(Recorded information)
* * *

//! Attendance ledger: per-date, per-student records.
//!
//! Records are keyed by calendar day and student id. A slot with no
//! record is "unmarked", which is distinct from absent; records only
//! ever hold an explicit present/absent mark and are replaced whole on
//! re-mark. The ledger does not know the roster: membership checks are
//! the register's job, so removals can cascade here without a cycle.

use crate::libs::clock::Timestamp;
use crate::libs::error::{RegisterError, Result};
use chrono::NaiveDate;
use serde::{Deserialize, Serialize};
use std::collections::{BTreeMap, HashSet};
use std::fmt::{Display, Formatter};

/// Attendance status of one student on one date.
///
/// `Unmarked` is the query-side sentinel for a missing record; it is
/// never stored and cannot be marked.
#[derive(Debug, Clone, Copy, PartialEq, Eq, Serialize, Deserialize)]
#[serde(rename_all = "lowercase")]
pub enum Status {
    Unmarked,
    Present,
    Absent,
}

impl Display for Status {
    fn fmt(&self, f: &mut Formatter<'_>) -> std::fmt::Result {
        let text = match self {
            Status::Unmarked => "unmarked",
            Status::Present => "present",
            Status::Absent => "absent",
        };
        write!(f, "{}", text)
    }
}

/// One attendance mark. Overwritten as a whole when the slot is marked
/// again; the field names are the persisted layout.
#[derive(Debug, Clone, PartialEq, Eq, Serialize, Deserialize)]
pub struct AttendanceRecord {
    pub status: Status,
    pub time: String,
    pub timestamp: i64,
}

/// Records of one calendar day, keyed by student id.
pub type DayRecords = BTreeMap<String, AttendanceRecord>;

/// All attendance records across all dates.
///
/// Serializes transparently as the date-keyed map, which is exactly the
/// persisted `attendance` blob.
#[derive(Debug, Clone, Default, Serialize, Deserialize)]
#[serde(transparent)]
pub struct Ledger {
    days: BTreeMap<NaiveDate, DayRecords>,
}

impl Ledger {
    pub fn new() -> Self {
        Self::default()
    }

    /// Records a status for one student on one date, replacing any
    /// previous record in that slot.
    pub fn mark(&mut self, date: NaiveDate, student_id: &str, status: Status, stamp: &Timestamp) -> Result<()> {
        if status == Status::Unmarked {
            return Err(RegisterError::InvalidInput("a mark must be `present` or `absent`".to_string()));
        }
        self.days.entry(date).or_default().insert(
            student_id.to_string(),
            AttendanceRecord {
                status,
                time: stamp.wall_clock.clone(),
                timestamp: stamp.epoch_millis,
            },
        );
        Ok(())
    }

    /// Marks every given id present with one shared clock reading.
    ///
    /// The input is validated before anything is written, so the call is
    /// all-or-nothing; duplicate ids collapse into a single record.
    /// Returns the number of distinct students marked.
    pub fn mark_all_present(&mut self, date: NaiveDate, student_ids: &[String], stamp: &Timestamp) -> Result<usize> {
        if student_ids.iter().any(|id| id.trim().is_empty()) {
            return Err(RegisterError::InvalidInput("student ids must not be empty".to_string()));
        }
        let day = self.days.entry(date).or_default();
        let mut marked = HashSet::new();
        for id in student_ids {
            day.insert(
                id.clone(),
                AttendanceRecord {
                    status: Status::Present,
                    time: stamp.wall_clock.clone(),
                    timestamp: stamp.epoch_millis,
                },
            );
            marked.insert(id.as_str());
        }
        Ok(marked.len())
    }

    /// Status for the slot; `Unmarked` when nothing was recorded. Never
    /// an error, unknown ids included.
    pub fn status_for(&self, date: NaiveDate, student_id: &str) -> Status {
        self.record_for(date, student_id).map(|r| r.status).unwrap_or(Status::Unmarked)
    }

    pub fn record_for(&self, date: NaiveDate, student_id: &str) -> Option<&AttendanceRecord> {
        self.days.get(&date).and_then(|day| day.get(student_id))
    }

    /// Full id-to-record mapping for one date, empty when the day has no
    /// records. Returned by value so callers can never alias live state.
    pub fn records_for(&self, date: NaiveDate) -> DayRecords {
        self.days.get(&date).cloned().unwrap_or_default()
    }

    /// Removes every record for the id across all dates. Days left with
    /// no records disappear entirely.
    pub fn purge_student(&mut self, student_id: &str) {
        for day in self.days.values_mut() {
            day.remove(student_id);
        }
        self.days.retain(|_, day| !day.is_empty());
    }

    /// The whole date-keyed map, for persistence and snapshots.
    pub fn days(&self) -> &BTreeMap<NaiveDate, DayRecords> {
        &self.days
    }

    pub fn is_empty(&self) -> bool {
        self.days.is_empty()
    }
}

* * *

(What is expected)
Retype all the material above precisely, with no line left out.

(Answer to the problem)
//! Attendance ledger: per-date, per-student records.
//!
//! Records are keyed by calendar day and student id. A slot with no
//! record is "unmarked", which is distinct from absent; records only
//! ever hold an explicit present/absent mark and are replaced whole on
//! re-mark. The ledger does not know the roster: membership checks are
//! the register's job, so removals can cascade here without a cycle.

use crate::libs::clock::Timestamp;
use crate::libs::error::{RegisterError, Result};
use chrono::NaiveDate;
use serde::{Deserialize, Serialize};
use std::collections::{BTreeMap, HashSet};
use std::fmt::{Display, Formatter};

/// Attendance status of one student on one date.
///
/// `Unmarked` is the query-side sentinel for a missing record; it is
/// never stored and cannot be marked.
#[derive(Debug, Clone, Copy, PartialEq, Eq, Serialize, Deserialize)]
#[serde(rename_all = "lowercase")]
pub enum Status {
    Unmarked,
    Present,
    Absent,
}

impl Display for Status {
    fn fmt(&self, f: &mut Formatter<'_>) -> std::fmt::Result {
        let text = match self {
            Status::Unmarked => "unmarked",
            Status::Present => "present",
            Status::Absent => "absent",
        };
        write!(f, "{}", text)
    }
}

/// One attendance mark. Overwritten as a whole when the slot is marked
/// again; the field names are the persisted layout.
#[derive(Debug, Clone, PartialEq, Eq, Serialize, Deserialize)]
pub struct AttendanceRecord {
    pub status: Status,
    pub time: String,
    pub timestamp: i64,
}

/// Records of one calendar day, keyed by student id.
pub type DayRecords = BTreeMap<String, AttendanceRecord>;

/// All attendance records across all dates.
///
/// Serializes transparently as the date-keyed map, which is exactly the
/// persisted `attendance` blob.
#[derive(Debug, Clone, Default, Serialize, Deserialize)]
#[serde(transparent)]
pub struct Ledger {
    days: BTreeMap<NaiveDate, DayRecords>,
}

impl Ledger {
    pub fn new() -> Self {
        Self::default()
    }

    /// Records a status for one student on one date, replacing any
    /// previous record in that slot.
    pub fn mark(&mut self, date: NaiveDate, student_id: &str, status: Status, stamp: &Timestamp) -> Result<()> {
        if status == Status::Unmarked {
            return Err(RegisterError::InvalidInput("a mark must be `present` or `absent`".to_string()));
        }
        self.days.entry(date).or_default().insert(
            student_id.to_string(),
            AttendanceRecord {
                status,
                time: stamp.wall_clock.clone(),
                timestamp: stamp.epoch_millis,
            },
        );
        Ok(())
    }

    /// Marks every given id present with one shared clock reading.
    ///
    /// The input is validated before anything is written, so the call is
    /// all-or-nothing; duplicate ids collapse into a single record.
    /// Returns the number of distinct students marked.
    pub fn mark_all_present(&mut self, date: NaiveDate, student_ids: &[String], stamp: &Timestamp) -> Result<usize> {
        if student_ids.iter().any(|id| id.trim().is_empty()) {
            return Err(RegisterError::InvalidInput("student ids must not be empty".to_string()));
        }
        let day = self.days.entry(date).or_default();
        let mut marked = HashSet::new();
        for id in student_ids {
            day.insert(
                id.clone(),
                AttendanceRecord {
                    status: Status::Present,
                    time: stamp.wall_clock.clone(),
                    timestamp: stamp.epoch_millis,
                },
            );
            marked.insert(id.as_str());
        }
        Ok(marked.len())
    }

    /// Status for the slot; `Unmarked` when nothing was recorded. Never
    /// an error, unknown ids included.
    pub fn status_for(&self, date: NaiveDate, student_id: &str) -> Status {
        self.record_for(date, student_id).map(|r| r.status).unwrap_or(Status::Unmarked)
    }

    pub fn record_for(&self, date: NaiveDate, student_id: &str) -> Option<&AttendanceRecord> {
        self.days.get(&date).and_then(|day| day.get(student_id))
    }

    /// Full id-to-record mapping for one date, empty when the day has no
    /// records. Returned by value so callers can never alias live state.
    pub fn records_for(&self, date: NaiveDate) -> DayRecords {
        self.days.get(&date).cloned().unwrap_or_default()
    }

    /// Removes every record for the id across all dates. Days left with
    /// no records disappear entirely.
    pub fn purge_student(&mut self, student_id: &str) {
        for day in self.days.values_mut() {
            day.remove(student_id);
        }
        self.days.retain(|_, day| !day.is_empty());
    }

    /// The whole date-keyed map, for persistence and snapshots.
    pub fn days(&self) -> &BTreeMap<NaiveDate, DayRecords> {
        &self.days
    }

    pub fn is_empty(&self) -> bool {
        self.days.is_empty()
    }
}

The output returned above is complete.